> _Problem to work on_
The answer consists solely of the data below, reproduced exactly.

> _Data extracts_

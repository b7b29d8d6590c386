// Copyright (c) 2026 Bountyy Oy. All rights reserved.
// This software is proprietary and confidential.

/**
 * Bountyy Oy - Subdomain Scanner Library
 * Candidate generation, liveness probing and streaming scan events
 *
 * @copyright 2026 Bountyy Oy
 * @license Proprietary
 */

pub mod config;
pub mod errors;
pub mod types;
pub mod wordlist;

// Scan engine
pub mod candidates;
pub mod dns_resolver;
pub mod emitter;
pub mod engine;
pub mod http_client;
pub mod prober;
pub mod scheduler;

// Consumers
pub mod export;
pub mod server;

pub use engine::ScanEngine;
pub use errors::{ScannerError, ScannerResult};
pub use types::{Candidate, CandidateSource, ProbeOutcome, ScanEvent, ScanMethod, ScanRequest, ScanResult};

> _Problem solution_
repository b7b29d8d6590c386
// Copyright (c) 2026 Bountyy Oy. All rights reserved.
// This software is proprietary and confidential.

/**
 * Bountyy Oy - Subdomain Scanner Library
 * Candidate generation, liveness probing and streaming scan events
 *
 * @copyright 2026 Bountyy Oy
 * @license Proprietary
 */

pub mod config;
pub mod errors;
pub mod types;
pub mod wordlist;

// Scan engine
pub mod candidates;
pub mod dns_resolver;
pub mod emitter;
pub mod engine;
pub mod http_client;
pub mod prober;
pub mod scheduler;

// Consumers
pub mod export;
pub mod server;

pub use engine::ScanEngine;
pub use errors::{ScannerError, ScannerResult};
pub use types::{Candidate, CandidateSource, ProbeOutcome, ScanEvent, ScanMethod, ScanRequest, ScanResult};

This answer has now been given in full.